> _The problem_: Would you repeat the whole listing exactly?

> _Input material_:
- Opening Delimiter -

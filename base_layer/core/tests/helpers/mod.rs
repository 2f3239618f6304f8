// Copyright 2024. The Tari Project
//
// Redistribution and use in source and binary forms, with or without modification, are permitted provided that the
// following conditions are met:
//
// 1. Redistributions of source code must retain the above copyright notice, this list of conditions and the following
// disclaimer.
//
// 2. Redistributions in binary form must reproduce the above copyright notice, this list of conditions and the
// following disclaimer in the documentation and/or other materials provided with the distribution.
//
// 3. Neither the name of the copyright holder nor the names of its contributors may be used to endorse or promote
// products derived from this software without specific prior written permission.
//
// THIS SOFTWARE IS PROVIDED BY THE COPYRIGHT HOLDERS AND CONTRIBUTORS "AS IS" AND ANY EXPRESS OR IMPLIED WARRANTIES,
// INCLUDING, BUT NOT LIMITED TO, THE IMPLIED WARRANTIES OF MERCHANTABILITY AND FITNESS FOR A PARTICULAR PURPOSE ARE
// DISCLAIMED. IN NO EVENT SHALL THE COPYRIGHT HOLDER OR CONTRIBUTORS BE LIABLE FOR ANY DIRECT, INDIRECT, INCIDENTAL,
// SPECIAL, EXEMPLARY, OR CONSEQUENTIAL DAMAGES (INCLUDING, BUT NOT LIMITED TO, PROCUREMENT OF SUBSTITUTE GOODS OR
// SERVICES; LOSS OF USE, DATA, OR PROFITS; OR BUSINESS INTERRUPTION) HOWEVER CAUSED AND ON ANY THEORY OF LIABILITY,
// WHETHER IN CONTRACT, STRICT LIABILITY, OR TORT (INCLUDING NEGLIGENCE OR OTHERWISE) ARISING IN ANY WAY OUT OF THE
// USE OF THIS SOFTWARE, EVEN IF ADVISED OF THE POSSIBILITY OF SUCH DAMAGE.

use bitcann_common_types::types::PubKeyHash;
use bitcann_core::{
    chain_storage::ChainStorageError,
    covenants::CovenantError,
    registry::RegistryError,
    validation::ValidationError,
};

pub fn pkh(byte: u8) -> PubKeyHash {
    PubKeyHash::new([byte; 20])
}

/// The validation error a ledger rejection carries
pub fn validation_error(err: RegistryError) -> ValidationError {
    match err {
        RegistryError::StorageError(ChainStorageError::ValidationError { source }) => source,
        err => panic!("Expected a validation error, got {}", err),
    }
}

/// The covenant error behind a rejected script, with the input it was raised for
pub fn covenant_rejection(err: RegistryError) -> (usize, CovenantError) {
    match validation_error(err) {
        ValidationError::CovenantRejected { index, source } => (index, source),
        err => panic!("Expected a covenant rejection, got {}", err),
    }
}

- Closing Delimiter -

> _Worked solution_:
filename base_layer/core/tests/helpers/mod.rs
repository 2f3239618f6304f8
// Copyright 2024. The Tari Project
//
// Redistribution and use in source and binary forms, with or without modification, are permitted provided that the
// following conditions are met:
//
// 1. Redistributions of source code must retain the above copyright notice, this list of conditions and the following
// disclaimer.
//
// 2. Redistributions in binary form must reproduce the above copyright notice, this list of conditions and the
// following disclaimer in the documentation and/or other materials provided with the distribution.
//
// 3. Neither the name of the copyright holder nor the names of its contributors may be used to endorse or promote
// products derived from this software without specific prior written permission.
//
// THIS SOFTWARE IS PROVIDED BY THE COPYRIGHT HOLDERS AND CONTRIBUTORS "AS IS" AND ANY EXPRESS OR IMPLIED WARRANTIES,
// INCLUDING, BUT NOT LIMITED TO, THE IMPLIED WARRANTIES OF MERCHANTABILITY AND FITNESS FOR A PARTICULAR PURPOSE ARE
// DISCLAIMED. IN NO EVENT SHALL THE COPYRIGHT HOLDER OR CONTRIBUTORS BE LIABLE FOR ANY DIRECT, INDIRECT, INCIDENTAL,
// SPECIAL, EXEMPLARY, OR CONSEQUENTIAL DAMAGES (INCLUDING, BUT NOT LIMITED TO, PROCUREMENT OF SUBSTITUTE GOODS OR
// SERVICES; LOSS OF USE, DATA, OR PROFITS; OR BUSINESS INTERRUPTION) HOWEVER CAUSED AND ON ANY THEORY OF LIABILITY,
// WHETHER IN CONTRACT, STRICT LIABILITY, OR TORT (INCLUDING NEGLIGENCE OR OTHERWISE) ARISING IN ANY WAY OUT OF THE
// USE OF THIS SOFTWARE, EVEN IF ADVISED OF THE POSSIBILITY OF SUCH DAMAGE.

use bitcann_common_types::types::PubKeyHash;
use bitcann_core::{
    chain_storage::ChainStorageError,
    covenants::CovenantError,
    registry::RegistryError,
    validation::ValidationError,
};

pub fn pkh(byte: u8) -> PubKeyHash {
    PubKeyHash::new([byte; 20])
}

/// The validation error a ledger rejection carries
pub fn validation_error(err: RegistryError) -> ValidationError {
    match err {
        RegistryError::StorageError(ChainStorageError::ValidationError { source }) => source,
        err => panic!("Expected a validation error, got {}", err),
    }
}

/// The covenant error behind a rejected script, with the input it was raised for
pub fn covenant_rejection(err: RegistryError) -> (usize, CovenantError) {
    match validation_error(err) {
        ValidationError::CovenantRejected { index, source } => (index, source),
        err => panic!("Expected a covenant rejection, got {}", err),
    }
}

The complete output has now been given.